The sea ice is the habitat of penguins and seals. I didn't see any penguins this year, only footprints so far. I did see a seal flapping around in the distance. Most of the seals we see here are Weddell seals, who are endemic to the Antarctic region. Weddell seals primarily feed on fish. There is also a predatory seal here: the Leopard seal. Divers and biologists studying the seal and fish populations are always on the lookout for Leopard seals. They are solitary hunters and can follow their prey for a long distance without being noticed. Some close encounters have occurred, but no major injuries have been reported.
Sunday, November 18, 2007
On the sea ice of the Southern McMurdo
The drill rig is situated on multi-year ice (shore-fast ice) adjacent to the Transantarctic Mountains.

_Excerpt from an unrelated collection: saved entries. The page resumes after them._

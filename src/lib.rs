//! Evolve a QR-encoded signature under Conway's Game of Life, optionally
//! streaming every generation to a standalone FFmpeg binary as a video.
//!
//! ## Example
//!
//! ```rust,no_run
//! use lifesign::{config::Config, engine};
//!
//! fn main() -> anyhow::Result<()> {
//!   let config = Config::new("alice", "png", 255, 20, false);
//!   let outcome = engine::run(&config)?; // <- writes alice.png and alice_after.png
//!   match outcome.stable {
//!     true => println!("stable after {} generations", outcome.generations),
//!     false => println!("did not stabilize within {} generations", outcome.generations),
//!   }
//!   Ok(())
//! }
//! ```

#[cfg(test)]
mod test;

pub mod config;
pub mod engine;
pub mod ffmpeg;
pub mod grid;
pub mod pool;
pub mod qr;
pub mod raster;
pub mod rule;
pub mod stability;
pub mod video;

In the image you can just make out the drill rig in the distance. Those blue ice areas in the front are frozen meltwater pools, which developed during the last summer season and froze again during the winter (remember that the seasons are opposite here to those of the Northern Hemisphere). The surface of the sea ice can be dirty from dust and rock particles blown onto it by storms or material carried by small meltwater streams. Fresh snow gives the surface a bright and white color, but the sea ice surface is never smooth: the wind sculpts and erodes the snow into sastrugi. Most of the sea ice travel is on flagged routes, where the sastrugi have been plained off.